ORIENTATION
At nine forty-five on a sunny Thursday morning, Sadie Ames took a sharp left “at the birdhouse,” as directed by the instructions she’d been e-mailed, and went from a single-lane road to a rutted mud track overhung with trees. As she came around the curve, pebbles pinged against the side of her Saab convertible—red, at her father’s insistence—and her tires jiggled over an uneven patch of mud.
Sadie’s hands curled around the steering wheel, knuckles going white. No no no, she thought to herself. It was a warm June morning, but she felt a chill of apprehension. This could not be happening. She was not going to be late to orientation. She’d allowed an hour and a half for what was only supposed to be a forty-minute drive; even with the accident backing up things on the Zipway, everything was going fine.
Until she got lost.
“Something’s wrong,” she said into the speakerphone. “This can’t be the place.” There was no way that an elite research facility would be down an unmaintained trail barely big enough for a bike.
Pete’s voice came through her earpiece: “What does your GPS say?”
“Nothing.

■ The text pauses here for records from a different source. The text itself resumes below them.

//! Semantic interpretation of validated frames.
//!
//! [`PacketInterpreter`] maps a frame's TYPE byte onto a [`VitalsState`]
//! mutation and fires the registered handler for that packet type with the
//! decoded values (never raw bytes). Handlers live in a
//! [`CallbackRegistry`] with one optional slot per [`PacketType`] variant;
//! an unset slot is a no-op, not an error.
//!
//! Display formatting rules implemented here:
//! - a raw value of 0 renders as `-` (no valid reading);
//! - temperature is `(int*10 + decile)/10.0` with one decimal place;
//! - SpO2 above 100 means the finger sensor is disconnected and forces the
//!   `- - /- -` sentinel instead of formatting the bogus numbers;
//! - a NIBP packet with both systolic and diastolic zero never clobbers the
//!   last real reading.

use std::sync::{Arc, Mutex};

use log::{debug, warn};

use super::{Frame, PacketType};
use crate::vitals::{VitalsState, WaveformKind, SENTINEL_PAIR};

/// Decoded values handed to event handlers.
#[derive(Debug, Clone, PartialEq)]
pub enum EventPayload {
    /// One time-step of a continuous signal (ECG/SpO2/respiration).
    Waveform { sample: u8 },
    Ecg {
        states: u8,
        heart_rate: u8,
        resp_rate: u8,
    },
    Nibp {
        states: u8,
        cuff_pressure: u16,
        systolic: u8,
        mean: u8,
        diastolic: u8,
    },
    Spo2 {
        states: u8,
        spo2: u8,
        pulse: u8,
    },
    Temp {
        states: u8,
        celsius: f32,
    },
    /// Beat marker carrying no values.
    Peak,
}

pub type EventHandler = Box<dyn Fn(&EventPayload) + Send + Sync>;

const SLOT_COUNT: usize = 9;

fn slot_index(packet_type: PacketType) -> usize {
    match packet_type {
        PacketType::EcgWaveform => 0,
        PacketType::EcgParams => 1,
        PacketType::NibpParams => 2,
        PacketType::Spo2Params => 3,
        PacketType::TempParams => 4,
        PacketType::EcgPeak => 5,
        PacketType::Spo2Peak => 6,
        PacketType::Spo2Waveform => 7,
        PacketType::RespWaveform => 8,
    }
}

/// One optional handler per packet type, defaulting to no-op.
#[derive(Default)]
pub struct CallbackRegistry {
    slots: [Option<EventHandler>; SLOT_COUNT],
}

impl CallbackRegistry {
    pub fn new() -> Self {
        Self::default()
    }

    /// Install (or replace) the handler for one packet type.
    pub fn register(&mut self, packet_type: PacketType, handler: EventHandler) {
        self.slots[slot_index(packet_type)] = Some(handler);
    }

    fn fire(&self, packet_type: PacketType, payload: &EventPayload) {
        if let Some(handler) = &self.slots[slot_index(packet_type)] {
            handler(payload);
        }
    }
}

/// Convert 0 to `-` or format the value as its decimal string.
fn format_value(value: u8) -> String {
    if value == 0 {
        "-".to_string()
    } else {
        value.to_string()
    }
}

/// Single writer of the vitals state: applies validated frames and
/// dispatches typed callbacks.
pub struct PacketInterpreter {
    vitals: Arc<Mutex<VitalsState>>,
    callbacks: CallbackRegistry,
}

impl PacketInterpreter {
    pub fn new(vitals: Arc<Mutex<VitalsState>>) -> Self {
        Self {
            vitals,
            callbacks: CallbackRegistry::new(),
        }
    }

    pub fn register(&mut self, packet_type: PacketType, handler: EventHandler) {
        self.callbacks.register(packet_type, handler);
    }

    /// Apply a frame against the current wall clock.
    pub fn apply(&mut self, frame: &Frame) -> Option<(PacketType, EventPayload)> {
        self.apply_at(frame, chrono::Utc::now().timestamp())
    }

    /// Apply a frame with an explicit wall-clock second (drives the
    /// per-second waveform throttle; injectable for tests).
    pub fn apply_at(&mut self, frame: &Frame, epoch_sec: i64) -> Option<(PacketType, EventPayload)> {
        let packet_type = frame.packet_type()?;
        let payload = match packet_type {
            PacketType::EcgWaveform => self.waveform(frame, WaveformKind::Ecg, epoch_sec)?,
            PacketType::Spo2Waveform => self.waveform(frame, WaveformKind::Spo2, epoch_sec)?,
            PacketType::RespWaveform => self.waveform(frame, WaveformKind::Resp, epoch_sec)?,
            PacketType::EcgParams => self.ecg_params(frame)?,
            PacketType::NibpParams => self.nibp_params(frame)?,
            PacketType::Spo2Params => self.spo2_params(frame)?,
            PacketType::TempParams => self.temp_params(frame)?,
            PacketType::EcgPeak | PacketType::Spo2Peak => EventPayload::Peak,
        };
        self.callbacks.fire(packet_type, &payload);
        Some((packet_type, payload))
    }

    fn waveform(
        &mut self,
        frame: &Frame,
        kind: WaveformKind,
        epoch_sec: i64,
    ) -> Option<EventPayload> {
        let sample = match frame.payload.first() {
            Some(&s) => s,
            None => {
                warn!("waveform frame {:#04x} without sample byte", frame.frame_type);
                return None;
            }
        };
        self.vitals
            .lock()
            .unwrap()
            .push_waveform(kind, sample, epoch_sec);
        Some(EventPayload::Waveform { sample })
    }

    fn ecg_params(&mut self, frame: &Frame) -> Option<EventPayload> {
        let [states, heart_rate, resp_rate] = *Self::fixed::<3>(frame)?;
        {
            let mut vitals = self.vitals.lock().unwrap();
            vitals.set_cardiac(format_value(heart_rate), format_value(resp_rate));
        }
        Some(EventPayload::Ecg {
            states,
            heart_rate,
            resp_rate,
        })
    }

    fn spo2_params(&mut self, frame: &Frame) -> Option<EventPayload> {
        let [states, spo2, pulse] = *Self::fixed::<3>(frame)?;
        {
            let mut vitals = self.vitals.lock().unwrap();
            if spo2 > 100 {
                // Probe off finger: the device reports an out-of-range value.
                vitals.set_spo2_pulse(SENTINEL_PAIR.to_string());
            } else {
                vitals.set_spo2_pulse(format!("{}/{}", format_value(spo2), format_value(pulse)));
            }
        }
        Some(EventPayload::Spo2 {
            states,
            spo2,
            pulse,
        })
    }

    fn temp_params(&mut self, frame: &Frame) -> Option<EventPayload> {
        let [states, int_part, decile] = *Self::fixed::<3>(frame)?;
        let celsius = (int_part as u16 * 10 + decile as u16) as f32 / 10.0;
        {
            let mut vitals = self.vitals.lock().unwrap();
            let display = if celsius == 0.0 {
                "-".to_string()
            } else {
                format!("{:.1}", celsius)
            };
            vitals.set_temperature(display);
        }
        Some(EventPayload::Temp { states, celsius })
    }

    fn nibp_params(&mut self, frame: &Frame) -> Option<EventPayload> {
        let [states, cuff_raw, systolic, mean, diastolic] = *Self::fixed::<5>(frame)?;
        // Cuff pressure arrives half-scale.
        let cuff_pressure = cuff_raw as u16 * 2;
        if systolic != 0 || diastolic != 0 {
            let mut vitals = self.vitals.lock().unwrap();
            vitals.set_nibp(format!(
                "{}/{}",
                format_value(systolic),
                format_value(diastolic)
            ));
        } else {
            debug!("zeroed NIBP packet, keeping last displayed reading");
        }
        Some(EventPayload::Nibp {
            states,
            cuff_pressure,
            systolic,
            mean,
            diastolic,
        })
    }

    fn fixed<const N: usize>(frame: &Frame) -> Option<&[u8; N]> {
        match frame.payload.first_chunk::<N>() {
            Some(bytes) => Some(bytes),
            None => {
                warn!(
                    "short payload for frame type {:#04x}: {} bytes, need {}",
                    frame.frame_type,
                    frame.payload.len(),
                    N
                );
                None
            }
        }
    }
}

#[cfg(test)]
mod tests {
    use super::*;
    use crate::protocol::decoder::FrameDecoder;
    use crate::protocol::encode_frame;

    fn interpreter() -> (PacketInterpreter, Arc<Mutex<VitalsState>>) {
        let vitals = Arc::new(Mutex::new(VitalsState::new()));
        (PacketInterpreter::new(vitals.clone()), vitals)
    }

    fn frame(frame_type: u8, payload: &[u8]) -> Frame {
        Frame {
            frame_type,
            payload: payload.to_vec(),
        }
    }

    #[test]
    fn ecg_params_end_to_end() {
        // 55 AA 06 02 48 32 1E <checksum> per the device protocol notes.
        let wire = encode_frame(0x02, &[0x48, 0x32, 0x1E]);
        let mut dec = FrameDecoder::new();
        let (mut interp, vitals) = interpreter();
        for f in dec.feed(&wire) {
            interp.apply_at(&f, 0);
        }
        let signs = vitals.lock().unwrap().snapshot().vital_signs;
        assert_eq!(signs.heart_rate, "50");
        assert_eq!(signs.resp_rate, "30");
    }

    #[test]
    fn corrupted_frame_leaves_state_untouched() {
        let (mut interp, vitals) = interpreter();
        interp.apply_at(&frame(0x02, &[0x00, 0x48, 0x14]), 0);
        assert_eq!(vitals.lock().unwrap().signs().heart_rate, "72");

        let mut wire = encode_frame(0x02, &[0x00, 0x32, 0x1E]);
        let last = wire.len() - 1;
        wire[last] ^= 0x01;
        let mut dec = FrameDecoder::new();
        for f in dec.feed(&wire) {
            interp.apply_at(&f, 0);
        }
        // Frame never decoded, heart rate still the previous reading.
        assert_eq!(vitals.lock().unwrap().signs().heart_rate, "72");
    }

    #[test]
    fn zero_values_render_sentinel_dash() {
        let (mut interp, vitals) = interpreter();
        interp.apply_at(&frame(0x02, &[0x00, 0x00, 0x1E]), 0);
        let signs = vitals.lock().unwrap().snapshot().vital_signs;
        assert_eq!(signs.heart_rate, "-");
        assert_eq!(signs.resp_rate, "30");
    }

    #[test]
    fn spo2_above_100_is_disconnected_sensor() {
        let (mut interp, vitals) = interpreter();
        interp.apply_at(&frame(0x04, &[0x00, 150, 80]), 0);
        assert_eq!(vitals.lock().unwrap().signs().spo2_pulse, "- - /- -");

        interp.apply_at(&frame(0x04, &[0x00, 98, 72]), 0);
        assert_eq!(vitals.lock().unwrap().signs().spo2_pulse, "98/72");
    }

    #[test]
    fn zeroed_nibp_packet_does_not_clobber_reading() {
        let (mut interp, vitals) = interpreter();
        interp.apply_at(&frame(0x03, &[0x00, 60, 113, 90, 76]), 0);
        assert_eq!(vitals.lock().unwrap().signs().nibp, "113/76");

        interp.apply_at(&frame(0x03, &[0x00, 0, 0, 0, 0]), 0);
        assert_eq!(vitals.lock().unwrap().signs().nibp, "113/76");
    }

    #[test]
    fn temperature_decodes_with_one_decimal() {
        let (mut interp, vitals) = interpreter();
        interp.apply_at(&frame(0x05, &[0x00, 36, 8]), 0);
        assert_eq!(vitals.lock().unwrap().signs().temperature, "36.8");

        interp.apply_at(&frame(0x05, &[0x00, 0, 0]), 0);
        assert_eq!(vitals.lock().unwrap().signs().temperature, "-");
    }

    #[test]
    fn waveform_samples_store_and_throttle() {
        let (mut interp, vitals) = interpreter();
        for i in 0..40u8 {
            interp.apply_at(&frame(0xFE, &[i]), 5);
        }
        assert_eq!(vitals.lock().unwrap().snapshot().spo2.len(), 25);
        // Next second starts over with the new sample.
        interp.apply_at(&frame(0xFE, &[7]), 6);
        assert_eq!(vitals.lock().unwrap().snapshot().spo2, vec![7]);
    }

    #[test]
    fn callbacks_receive_decoded_values() {
        let (mut interp, _vitals) = interpreter();
        let seen: Arc<Mutex<Vec<EventPayload>>> = Arc::new(Mutex::new(Vec::new()));
        let sink = seen.clone();
        interp.register(
            PacketType::NibpParams,
            Box::new(move |payload| sink.lock().unwrap().push(payload.clone())),
        );
        interp.apply_at(&frame(0x03, &[0x01, 60, 113, 90, 76]), 0);
        let events = seen.lock().unwrap();
        assert_eq!(
            events[0],
            EventPayload::Nibp {
                states: 0x01,
                cuff_pressure: 120,
                systolic: 113,
                mean: 90,
                diastolic: 76,
            }
        );
    }

    #[test]
    fn peak_markers_fire_event_only() {
        let (mut interp, vitals) = interpreter();
        let fired = Arc::new(Mutex::new(0u32));
        let sink = fired.clone();
        interp.register(
            PacketType::EcgPeak,
            Box::new(move |payload| {
                assert_eq!(*payload, EventPayload::Peak);
                *sink.lock().unwrap() += 1;
            }),
        );
        interp.apply_at(&frame(0x30, &[]), 0);
        assert_eq!(*fired.lock().unwrap(), 1);
        // No state change from a peak marker.
        assert_eq!(
            vitals.lock().unwrap().snapshot().vital_signs,
            crate::vitals::VitalSigns::default()
        );
    }

    #[test]
    fn unknown_and_short_frames_are_ignored() {
        let (mut interp, vitals) = interpreter();
        assert!(interp.apply_at(&frame(0x77, &[1, 2, 3]), 0).is_none());
        assert!(interp.apply_at(&frame(0x02, &[0x00]), 0).is_none());
        assert_eq!(
            vitals.lock().unwrap().snapshot().vital_signs,
            crate::vitals::VitalSigns::default()
        );
    }
}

I’m out of range.”
She heard him chuckle. “No wonder you sound so panicked. You without a GPS—”
“—is like a bun without a burger,” she interrupted the familiar litany. “I know.”
Pete said, “I just think it’s funny that a girl who knows exactly where she’s going has such a terrible sense of direction. It’s like one of nature’s jokes.”
“Hilarious.” Sadie had slowed almost to a crawl now, the branches of the bushes scratching against the sides of her car.
It was true, she did have a terrible sense of direction, but he didn’t have to harp on it. She secretly thought he did it because it was one of the few things he was better at than she was. She enjoyed the competitiveness of their relationship—as Pete said, it made them both sharper—but sometimes it could feel a little petty.
Not that she would tell him that. Although movies and books said being in love meant sharing everything, she’d learned early in her relationship with Pete that sharing often led to pointless drama.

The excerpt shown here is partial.